I agree Julian, hence it is being made into a film.  However, Westminster Abbey isn't allowing filming as the book describes things which they simply wouldn't let happen.  Which is shame, the crypt in the Abbey is one of the most beautiful sites in London, and one most people miss.

I could kick Dan Brown for some of his descriptions of Paris and London, or lack of.  It might have made the narrative more interesting.  Perhaps he meant it to be a screenplay?


----------



## duende (Sep 27, 2005)

Having read "Angels & Demons" but not this one, I was looking forward to it as mind candy. I like this style of tale, but Brown's writing is very pedestrian. Still Angels is a page turner. Brown can pull together the most amazing of disparate facts (or fictions - I'm not always sure!) into a climax that really grips the reader. 

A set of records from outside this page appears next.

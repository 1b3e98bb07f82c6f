//! Per-scanline clipping against the source image bounds.
//!
//! Along a destination row the source coordinate advances linearly, so the
//! set of columns whose sample point lands inside the source is a single
//! interval. [`clip_range`] finds that interval exactly with integer
//! arithmetic, which lets the blit loop fetch pixels without any per-pixel
//! bounds checks.

use crate::fixed::{ceil_div, fixed16, floor_div};

/// Inclusive range of destination columns on one scanline.
#[derive(Copy, Clone, Debug, PartialEq, Eq)]
pub struct ScanlineRange {
    pub x_min: i32,
    pub x_max: i32,
}

impl ScanlineRange {
    /// Columns `x_min..=x_max`.
    pub const fn new(x_min: i32, x_max: i32) -> Self {
        Self { x_min, x_max }
    }

    /// True when no column is left.
    pub fn is_empty(&self) -> bool {
        self.x_min > self.x_max
    }

    /// Number of columns.
    pub fn len(&self) -> usize {
        if self.is_empty() { 0 } else { (self.x_max as i64 - self.x_min as i64) as usize + 1 }
    }

    /// Narrows the range to the columns whose sample point lies inside a
    /// `src_w` x `src_h` source.
    ///
    /// `start` is the source coordinate (fixed-point-16) at column `x_min`
    /// and `step` the per-column increment.
    pub fn clip(
        self,
        src_w: usize,
        src_h: usize,
        start: (i64, i64),
        step: (i64, i64),
    ) -> Self {
        let base = self.x_min as i64;
        let mut lo = base;
        let mut hi = self.x_max as i64;

        for (dim, start, step) in [(src_w, start.0, step.0), (src_h, start.1, step.1)] {
            match axis_bounds(dim, start, step) {
                Some((axis_lo, axis_hi)) => {
                    lo = lo.max(base + axis_lo);
                    hi = hi.min(base + axis_hi);
                }
                None => return Self::new(self.x_min, self.x_min - 1),
            }
        }

        if lo > hi {
            return Self::new(self.x_min, self.x_min - 1);
        }
        Self::new(lo as i32, hi as i32)
    }
}

/// Offsets `i` (relative to the range start) for which
/// `0 <= start + i * step <= fixed16(dim - 1)`.
///
/// `None` means no offset qualifies. A zero step leaves both sides
/// effectively unbounded.
fn axis_bounds(dim: usize, start: i64, step: i64) -> Option<(i64, i64)> {
    if dim == 0 {
        return None;
    }
    let last = fixed16(1) as i64 * (dim as i64 - 1);

    if step > 0 {
        Some((ceil_div(-start, step), floor_div(last - start, step)))
    } else if step < 0 {
        Some((ceil_div(last - start, step), floor_div(-start, step)))
    } else if (0..=last).contains(&start) {
        Some((i64::MIN / 2, i64::MAX / 2))
    } else {
        None
    }
}

/// Clips `[x_min, x_max]` to the columns that sample inside the source.
///
/// `(start_x, start_y)` is the fixed-point-16 source coordinate at `x_min`
/// and `(step_x, step_y)` its per-column increment. The returned range is
/// empty (`x_min' > x_max'`) when no column qualifies.
#[allow(clippy::too_many_arguments)]
pub fn clip_range(
    x_min: i32,
    x_max: i32,
    src_w: usize,
    src_h: usize,
    start_x: i64,
    start_y: i64,
    step_x: i64,
    step_y: i64,
) -> (i32, i32) {
    let range = ScanlineRange::new(x_min, x_max).clip(
        src_w,
        src_h,
        (start_x, start_y),
        (step_x, step_y),
    );
    (range.x_min, range.x_max)
}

Makes me think of Robert Ludlum books to a degree.


----------



## Supergeek (Sep 27, 2005)

I enjoyed "The Da Vinci Code" for what it was; a fast-paced thriller intended to pique curiosity and push religious buttons.  For many people, the subject matter would be questionable, if not sacreligious.

Being a non-religious person, I thought the ideas presented were intriguing.  What if there really were evidence of a bloodline descended from Jesus of Nazareth?  That would be pretty cool.  And funny to see a lot of dogma come crashing down.  But anyway.

I read to enjoy myself.  Sometimes I want something a bit more literary, sometimes I want something scifi with a lot of technical what-if's and not a lot of character development, and sometimes I just want some mind candy.  TDVC was definitely in the last category.

As Julian_Gallo implied above, it was as if Dan Brown wrote a screenplay instead of a novel.  If you plan to read more Dan Brown novels, get used to the same techniques he used in TDVC; "Angels and Demons" and "Digital Fortress" use the exact same beginning attention grabber; someone dies, taking with him important information that only HE knows! OMG!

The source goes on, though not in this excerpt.